Reputation: 1008
I have an Objective-C class (that happens to be a button, but that is not important), and at another part of my (mixed language) project, I have an array of these buttons and I'd like to get the index of a button using the find()
method. Like so:
func doSomethingWithThisButtonIndex(index:Int)
{
let buttons = [firstButton, secondButton, thirdButton]

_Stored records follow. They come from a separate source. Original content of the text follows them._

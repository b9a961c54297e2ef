//! Mesh effect runtime tying the host, the registry and the lifecycle together.

use std::sync::Arc;

use parking_lot::{Mutex, RwLock};

use crate::error::{Error, Result};
use crate::host::{HostConfig, HostHandle, HostRuntime};
use crate::lifecycle::{EffectLifecycle, LifecycleEvent, LifecycleHooks};
use crate::mesh::EffectInstance;
use crate::plugin::MeshEffectPlugin;
use crate::registry::{PluginEntry, PluginRegistry, PluginStatus, RegistryConfig, RegistryStats};

/// Configuration for the mesh effect runtime.
#[derive(Debug, Clone, Default, PartialEq, Eq)]
#[cfg_attr(feature = "serde", derive(serde::Serialize, serde::Deserialize))]
#[cfg_attr(feature = "serde", serde(default))]
pub struct RuntimeConfig {
    /// Host configuration.
    pub host: HostConfig,
    /// Registry configuration.
    pub registry: RegistryConfig,
    /// Whether to unload every loaded plugin on shutdown.
    pub unload_on_shutdown: bool,
}

impl RuntimeConfig {
    /// Create a new runtime configuration.
    pub fn new() -> Self {
        Self::default()
    }

    /// Set the host configuration.
    pub fn with_host(mut self, host: HostConfig) -> Self {
        self.host = host;
        self
    }

    /// Set the registry configuration.
    pub fn with_registry(mut self, registry: RegistryConfig) -> Self {
        self.registry = registry;
        self
    }

    /// Unload loaded plugins when the runtime shuts down.
    pub fn with_unload_on_shutdown(mut self, unload: bool) -> Self {
        self.unload_on_shutdown = unload;
        self
    }

    /// Parse a configuration from TOML.
    #[cfg(feature = "serde")]
    pub fn from_toml(content: &str) -> Result<Self> {
        toml::from_str(content).map_err(|e| Error::ConfigParse(e.to_string()))
    }

    /// Parse a configuration from JSON.
    #[cfg(feature = "serde")]
    pub fn from_json(content: &str) -> Result<Self> {
        serde_json::from_str(content).map_err(|e| Error::ConfigParse(e.to_string()))
    }

    /// Load a configuration file; `.json` files are read as JSON, anything
    /// else as TOML.
    #[cfg(feature = "serde")]
    pub fn from_file(path: impl AsRef<std::path::Path>) -> Result<Self> {
        let path = path.as_ref();
        let content = std::fs::read_to_string(path)?;

        match path.extension().and_then(|e| e.to_str()) {
            Some("json") => Self::from_json(&content),
            _ => Self::from_toml(&content),
        }
    }
}

/// Runtime hosting mesh effect plugins.
///
/// Holds one reference on the host for its whole life; each use takes and
/// drops one more.
pub struct MeshEffectRuntime {
    config: RuntimeConfig,
    host_runtime: HostRuntime,
    host: Mutex<Option<HostHandle>>,
    registry: PluginRegistry,
    hooks: Arc<RwLock<LifecycleHooks>>,
}

impl MeshEffectRuntime {
    /// Create a new runtime and build its host.
    pub fn new(config: RuntimeConfig) -> Result<Self> {
        let host_runtime = HostRuntime::new(config.host.clone());
        let host = host_runtime.acquire()?;
        let registry = PluginRegistry::new(config.registry.clone());

        Ok(Self {
            config,
            host_runtime,
            host: Mutex::new(Some(host)),
            registry,
            hooks: Arc::new(RwLock::new(LifecycleHooks::new())),
        })
    }

    /// Create with default configuration.
    pub fn default_config() -> Result<Self> {
        Self::new(RuntimeConfig::default())
    }

    /// Get the runtime configuration.
    pub fn config(&self) -> &RuntimeConfig {
        &self.config
    }

    /// Get the plugin registry.
    pub fn registry(&self) -> &PluginRegistry {
        &self.registry
    }

    /// Get the host runtime.
    pub fn host_runtime(&self) -> &HostRuntime {
        &self.host_runtime
    }

    /// The live host, or `None` after shutdown.
    ///
    /// Used by the embedding application to install mesh hooks.
    pub fn host(&self) -> Option<HostHandle> {
        self.host.lock().clone()
    }

    /// Add a lifecycle event handler.
    pub fn on_event<F>(&self, handler: F)
    where
        F: Fn(&LifecycleEvent) + Send + Sync + 'static,
    {
        self.hooks.write().on_event(handler);
    }

    /// Record lifecycle events into prometheus metrics.
    #[cfg(feature = "metrics-prometheus")]
    pub fn attach_metrics(&self, metrics: Arc<crate::metrics::EffectMetrics>) {
        self.on_event(move |event| metrics.record_event(event));
    }

    /// Register a plugin, returning its index.
    pub fn register(&self, plugin: Arc<dyn MeshEffectPlugin>) -> Result<usize> {
        self.registry.register(plugin)
    }

    /// Get plugin count.
    pub fn plugin_count(&self) -> usize {
        self.registry.len()
    }

    /// Get registry statistics.
    pub fn stats(&self) -> RegistryStats {
        self.registry.stats()
    }

    /// Load status of a plugin.
    pub fn plugin_status(&self, index: usize) -> Option<PluginStatus> {
        self.registry.get(index).map(|e| e.status())
    }

    /// Describe, instantiate and cook a plugin with default parameters.
    pub fn use_plugin(&self, index: usize) -> Result<()> {
        self.use_plugin_with(index, |_| Ok(()))
    }

    /// Describe, instantiate and cook a plugin.
    ///
    /// `prepare` runs between createInstance and cook, and is where the
    /// caller sets parameter values or attaches native mesh data to inputs.
    /// Errors are returned after the instance and descriptor are released.
    pub fn use_plugin_with<F>(&self, index: usize, prepare: F) -> Result<()>
    where
        F: FnOnce(&mut EffectInstance) -> Result<()>,
    {
        let entry = self.entry(index)?;

        // Taken under the runtime's own handle so shutdown cannot slip in
        // between and leave this use building a fresh host.
        let host = {
            let live = self.host.lock();
            if live.is_none() {
                return Err(Error::bad_handle("runtime is shut down"));
            }
            self.host_runtime.acquire()?
        };
        let result = EffectLifecycle::new(&entry, &host, &self.hooks).run(prepare);
        let released = self.host_runtime.release();

        if let Err(e) = &result {
            tracing::warn!("Use of plugin {} failed: {}", entry.identifier(), e);
        }
        result.and(released)
    }

    /// Run a plugin's unload action and unbind it from the host.
    ///
    /// The plugin stays registered but later uses are refused.
    pub fn unload_plugin(&self, index: usize) -> Result<()> {
        let entry = self.entry(index)?;
        let host = self.live_host()?;
        EffectLifecycle::new(&entry, &host, &self.hooks).unload()
    }

    /// Shutdown the runtime, dropping its host reference.
    ///
    /// Loaded plugins are unloaded first if the configuration asks for it.
    /// Calling this more than once has no further effect.
    pub fn shutdown(&self) {
        let Some(host) = self.host.lock().take() else {
            return;
        };

        if self.config.unload_on_shutdown {
            for entry in self.registry.entries() {
                if let Err(e) = EffectLifecycle::new(&entry, &host, &self.hooks).unload() {
                    tracing::warn!("Failed to unload plugin {}: {}", entry.identifier(), e);
                }
            }
        }

        drop(host);
        if let Err(e) = self.host_runtime.release() {
            tracing::warn!("Failed to release host: {}", e);
        }
    }

    fn entry(&self, index: usize) -> Result<Arc<PluginEntry>> {
        self.registry
            .get(index)
            .ok_or_else(|| Error::plugin_not_found(format!("index {}", index)))
    }

    fn live_host(&self) -> Result<HostHandle> {
        self.host()
            .ok_or_else(|| Error::bad_handle("runtime is shut down"))
    }
}

impl std::fmt::Debug for MeshEffectRuntime {
    fn fmt(&self, f: &mut std::fmt::Formatter<'_>) -> std::fmt::Result {
        f.debug_struct("MeshEffectRuntime")
            .field("config", &self.config)
            .field("plugin_count", &self.registry.len())
            .field("host_uses", &self.host_runtime.use_count())
            .finish()
    }
}

impl Drop for MeshEffectRuntime {
    fn drop(&mut self) {
        self.shutdown();
    }
}
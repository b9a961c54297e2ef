//! Effect parameters and parameter sets.

use std::sync::Arc;

use crate::error::{Error, Result};
use crate::property::{keys, PropertyContext, PropertySet, SharedPropertySet, MAX_SLOTS};

/// Type of a parameter.
#[derive(Debug, Clone, Copy, PartialEq, Eq, Hash)]
pub enum ParameterType {
    /// Single integer.
    Integer,
    /// Two integers.
    Integer2D,
    /// Three integers.
    Integer3D,
    /// Single double.
    Double,
    /// Two doubles.
    Double2D,
    /// Three doubles.
    Double3D,
    /// RGB color.
    Rgb,
    /// RGBA color.
    Rgba,
    /// Boolean flag.
    Boolean,
    /// Index into a list of options.
    Choice,
    /// Text.
    String,
    /// Plugin-defined data.
    Custom,
    /// Button without a value.
    PushButton,
    /// Grouping of other parameters.
    Group,
    /// Page of parameters.
    Page,
    /// Keyword not in the vocabulary.
    Unknown,
}

impl ParameterType {
    /// Every known type (excludes `Unknown`).
    pub const ALL: [ParameterType; 15] = [
        Self::Integer,
        Self::Integer2D,
        Self::Integer3D,
        Self::Double,
        Self::Double2D,
        Self::Double3D,
        Self::Rgb,
        Self::Rgba,
        Self::Boolean,
        Self::Choice,
        Self::String,
        Self::Custom,
        Self::PushButton,
        Self::Group,
        Self::Page,
    ];

    /// Type keyword as used by plugins.
    pub fn as_str(&self) -> &'static str {
        match self {
            Self::Integer => "OfxParamTypeInteger",
            Self::Integer2D => "OfxParamTypeInteger2D",
            Self::Integer3D => "OfxParamTypeInteger3D",
            Self::Double => "OfxParamTypeDouble",
            Self::Double2D => "OfxParamTypeDouble2D",
            Self::Double3D => "OfxParamTypeDouble3D",
            Self::Rgb => "OfxParamTypeRGB",
            Self::Rgba => "OfxParamTypeRGBA",
            Self::Boolean => "OfxParamTypeBoolean",
            Self::Choice => "OfxParamTypeChoice",
            Self::String => "OfxParamTypeString",
            Self::Custom => "OfxParamTypeCustom",
            Self::PushButton => "OfxParamTypePushButton",
            Self::Group => "OfxParamTypeGroup",
            Self::Page => "OfxParamTypePage",
            Self::Unknown => "",
        }
    }

    /// Parse a type keyword. Unknown keywords map to [`ParameterType::Unknown`].
    pub fn parse(keyword: &str) -> Self {
        Self::ALL
            .into_iter()
            .find(|t| t.as_str() == keyword)
            .unwrap_or(Self::Unknown)
    }

    /// Number of value components.
    pub fn dimensions(&self) -> usize {
        match self {
            Self::Integer2D | Self::Double2D => 2,
            Self::Integer3D | Self::Double3D | Self::Rgb => 3,
            Self::Rgba => 4,
            _ => 1,
        }
    }

    fn slot_kind(&self) -> SlotKind {
        match self {
            Self::Integer | Self::Integer2D | Self::Integer3D | Self::Choice => SlotKind::Int,
            Self::Double | Self::Double2D | Self::Double3D | Self::Rgb | Self::Rgba => {
                SlotKind::Double
            }
            Self::Boolean => SlotKind::Bool,
            Self::String => SlotKind::String,
            Self::Custom | Self::PushButton | Self::Group | Self::Page | Self::Unknown => {
                SlotKind::None
            }
        }
    }
}

impl std::fmt::Display for ParameterType {
    fn fmt(&self, f: &mut std::fmt::Formatter<'_>) -> std::fmt::Result {
        match self {
            Self::Unknown => f.write_str("unknown"),
            other => f.write_str(other.as_str()),
        }
    }
}

#[derive(Debug, Clone, Copy, PartialEq, Eq)]
enum SlotKind {
    Int,
    Double,
    Bool,
    String,
    None,
}

impl SlotKind {
    fn name(&self) -> &'static str {
        match self {
            Self::Int => "int",
            Self::Double => "double",
            Self::Bool => "bool",
            Self::String => "string",
            Self::None => "no value",
        }
    }
}

#[derive(Debug, Clone, Copy, PartialEq)]
enum Slot {
    Empty,
    Int(i32),
    Double(f64),
    Bool(bool),
}

/// A named, typed effect parameter.
#[derive(Debug, Clone)]
pub struct Parameter {
    name: String,
    kind: ParameterType,
    slots: [Slot; MAX_SLOTS],
    text: Option<String>,
    properties: PropertySet,
}

impl Parameter {
    /// Create a Double parameter with empty value and metadata.
    pub fn new(name: impl Into<String>) -> Self {
        Self {
            name: name.into(),
            kind: ParameterType::Double,
            slots: [Slot::Empty; MAX_SLOTS],
            text: None,
            properties: PropertySet::new(PropertyContext::Param),
        }
    }

    /// Get the parameter name.
    pub fn name(&self) -> &str {
        &self.name
    }

    /// Get the parameter type.
    pub fn param_type(&self) -> ParameterType {
        self.kind
    }

    /// Number of value components.
    pub fn dimensions(&self) -> usize {
        self.kind.dimensions()
    }

    /// Get the parameter metadata.
    pub fn properties(&self) -> &PropertySet {
        &self.properties
    }

    /// Get the parameter metadata for modification.
    pub fn properties_mut(&mut self) -> &mut PropertySet {
        &mut self.properties
    }

    /// Change the parameter type.
    ///
    /// Does nothing if the type is unchanged. Otherwise the current value is
    /// discarded: numeric slots are cleared, a String parameter gets a fresh
    /// empty buffer and a parameter leaving String drops its buffer.
    pub fn set_type(&mut self, kind: ParameterType) {
        if self.kind == kind {
            return;
        }

        self.kind = kind;
        self.slots = [Slot::Empty; MAX_SLOTS];
        self.text = (kind == ParameterType::String).then(String::new);
    }

    /// Get an integer component.
    pub fn get_int(&self, index: usize) -> Result<i32> {
        self.check(SlotKind::Int, index)?;
        Ok(match self.slots[index] {
            Slot::Int(value) => value,
            _ => 0,
        })
    }

    /// Set an integer component.
    pub fn set_int(&mut self, index: usize, value: i32) -> Result<()> {
        self.check(SlotKind::Int, index)?;
        self.slots[index] = Slot::Int(value);
        Ok(())
    }

    /// Get a double component.
    pub fn get_double(&self, index: usize) -> Result<f64> {
        self.check(SlotKind::Double, index)?;
        Ok(match self.slots[index] {
            Slot::Double(value) => value,
            _ => 0.0,
        })
    }

    /// Set a double component.
    pub fn set_double(&mut self, index: usize, value: f64) -> Result<()> {
        self.check(SlotKind::Double, index)?;
        self.slots[index] = Slot::Double(value);
        Ok(())
    }

    /// Get a boolean value.
    pub fn get_bool(&self) -> Result<bool> {
        self.check(SlotKind::Bool, 0)?;
        Ok(matches!(self.slots[0], Slot::Bool(true)))
    }

    /// Set a boolean value.
    pub fn set_bool(&mut self, value: bool) -> Result<()> {
        self.check(SlotKind::Bool, 0)?;
        self.slots[0] = Slot::Bool(value);
        Ok(())
    }

    /// Get a string value.
    pub fn get_string(&self) -> Result<&str> {
        self.check(SlotKind::String, 0)?;
        self.text
            .as_deref()
            .ok_or_else(|| Error::bad_handle(format!("string buffer of {}", self.name)))
    }

    /// Replace a string value.
    pub fn set_string(&mut self, value: &str) -> Result<()> {
        self.check(SlotKind::String, 0)?;
        let buffer = self.text.get_or_insert_with(String::new);
        buffer.clear();
        buffer.push_str(value);
        Ok(())
    }

    /// Copy name, type, value and metadata from another parameter.
    ///
    /// The string buffer is freshly allocated.
    pub fn deep_copy_from(&mut self, other: &Parameter) {
        self.name = other.name.clone();
        self.kind = other.kind;
        self.slots = other.slots;
        self.text = other.text.clone();
        self.properties = other.properties.clone();
    }

    fn check(&self, wanted: SlotKind, index: usize) -> Result<()> {
        let actual = self.kind.slot_kind();
        if actual != wanted {
            return Err(Error::value_kind(&self.name, wanted.name(), actual.name()));
        }
        if index >= self.dimensions() {
            return Err(Error::bad_index(&self.name, index));
        }
        Ok(())
    }
}

/// Ordered, append-only collection of uniquely named parameters.
///
/// Parameters are boxed individually so that appending never moves an
/// existing parameter.
#[derive(Debug, Default)]
pub struct ParameterSet {
    parameters: Vec<Box<Parameter>>,
    effect_properties: Option<SharedPropertySet>,
}

impl ParameterSet {
    /// Create an empty parameter set.
    pub fn new() -> Self {
        Self::default()
    }

    /// Create an empty parameter set referring to an effect's properties.
    pub fn with_effect_properties(effect_properties: SharedPropertySet) -> Self {
        Self {
            parameters: Vec::new(),
            effect_properties: Some(effect_properties),
        }
    }

    /// Number of parameters.
    pub fn len(&self) -> usize {
        self.parameters.len()
    }

    /// Check if the set has no parameter.
    pub fn is_empty(&self) -> bool {
        self.parameters.is_empty()
    }

    /// Index of the first parameter with this exact name.
    pub fn find_parameter(&self, name: &str) -> Option<usize> {
        self.parameters.iter().position(|p| p.name == name)
    }

    /// Index of the parameter with this name, appending it if missing.
    pub fn ensure_parameter(&mut self, name: &str) -> usize {
        if let Some(index) = self.find_parameter(name) {
            return index;
        }
        self.parameters.push(Box::new(Parameter::new(name)));
        self.parameters.len() - 1
    }

    /// Get a parameter by index.
    pub fn get(&self, index: usize) -> Option<&Parameter> {
        self.parameters.get(index).map(|p| &**p)
    }

    /// Get a parameter by index for modification.
    pub fn get_mut(&mut self, index: usize) -> Option<&mut Parameter> {
        self.parameters.get_mut(index).map(|p| &mut **p)
    }

    /// Get a parameter by name.
    pub fn by_name(&self, name: &str) -> Result<&Parameter> {
        self.find_parameter(name)
            .and_then(|i| self.get(i))
            .ok_or_else(|| Error::ParameterNotFound(name.to_string()))
    }

    /// Get a parameter by name for modification.
    pub fn by_name_mut(&mut self, name: &str) -> Result<&mut Parameter> {
        let index = self
            .find_parameter(name)
            .ok_or_else(|| Error::ParameterNotFound(name.to_string()))?;
        Ok(&mut *self.parameters[index])
    }

    /// Iterate over parameters in definition order.
    pub fn iter(&self) -> impl Iterator<Item = &Parameter> {
        self.parameters.iter().map(|p| &**p)
    }

    /// Parameter names in definition order.
    pub fn names(&self) -> Vec<&str> {
        self.iter().map(Parameter::name).collect()
    }

    /// Properties of the effect this set belongs to.
    pub fn effect_properties(&self) -> Option<&SharedPropertySet> {
        self.effect_properties.as_ref()
    }

    /// Append deep copies of every parameter of `other`.
    ///
    /// The effect property set reference is copied as is: both sets then
    /// refer to the same effect properties. Fails without modifying `self`
    /// if a name of `other` is already present.
    pub fn deep_copy_from(&mut self, other: &ParameterSet) -> Result<()> {
        if let Some(duplicate) = other.iter().find(|p| self.find_parameter(&p.name).is_some()) {
            return Err(Error::AlreadyExists(format!("parameter {}", duplicate.name)));
        }

        let start = self.parameters.len();
        self.parameters
            .extend((0..other.len()).map(|_| Box::new(Parameter::new(String::new()))));
        for (target, source) in self.parameters[start..].iter_mut().zip(other.iter()) {
            target.deep_copy_from(source);
        }
        self.effect_properties = other.effect_properties.clone();
        Ok(())
    }

    /// Check whether this set refers to the given effect properties.
    pub fn shares_effect_properties(&self, properties: &SharedPropertySet) -> bool {
        self.effect_properties
            .as_ref()
            .map_or(false, |own| Arc::ptr_eq(own, properties))
    }

    /// Define a parameter: find or create it, set its type and label it.
    pub fn define(&mut self, kind: ParameterType, name: &str) -> Result<&mut Parameter> {
        if kind == ParameterType::Unknown {
            return Err(Error::UnknownParameterType(name.to_string()));
        }

        let index = self.ensure_parameter(name);
        let param = &mut self.parameters[index];
        param.set_type(kind);
        param.properties.set_string(keys::NAME, 0, name)?;
        param.properties.set_string(keys::PARAM_TYPE, 0, kind.as_str())?;
        Ok(&mut **param)
    }
}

if index == find(buttons, firstButton)
{
// we've selected the first button
}
}
but I'm getting the
Type 'ImplicitlyUnwrappedOptional' does not conform to protocol equatable
Okay, so lets go to Objective-C and have ButtonThing implement <Equatable>
. But it doesn't recognize that.
So what am I to do?
For now I'm building around it, forcing the array to be an NSArray and using indexOfObject
. But this is ugly. And frustrating.
Upvotes: 7
Views: 5797
Reputation: 13993
If your Objective C class is an NSObject, implement isEqual:
- (BOOL)isEqual:(_Nullable id)other;
This worked for me for Array.index(of: myobject) and == comparisons. NSObject is already Equatable so using a Swift extension does not work.
Upvotes: 2
Reputation: 62052
First, in Swift write a custom ==
operator function for your class.
Second, also in Swift, write a class extension that adds the Equatable
protocol conformance.
Perhaps, for example:
func == (lhs: YourClass, rhs: YourClass) -> Bool {
// whatever logic necessary to determine whether they are equal
return lhs === rhs
}
extension YourClass: Equatable {}
And now your class conforms to Equatable
, which is Swift specific. You can not do this on the Objective-C end because you can not write custom operators for Objective-C.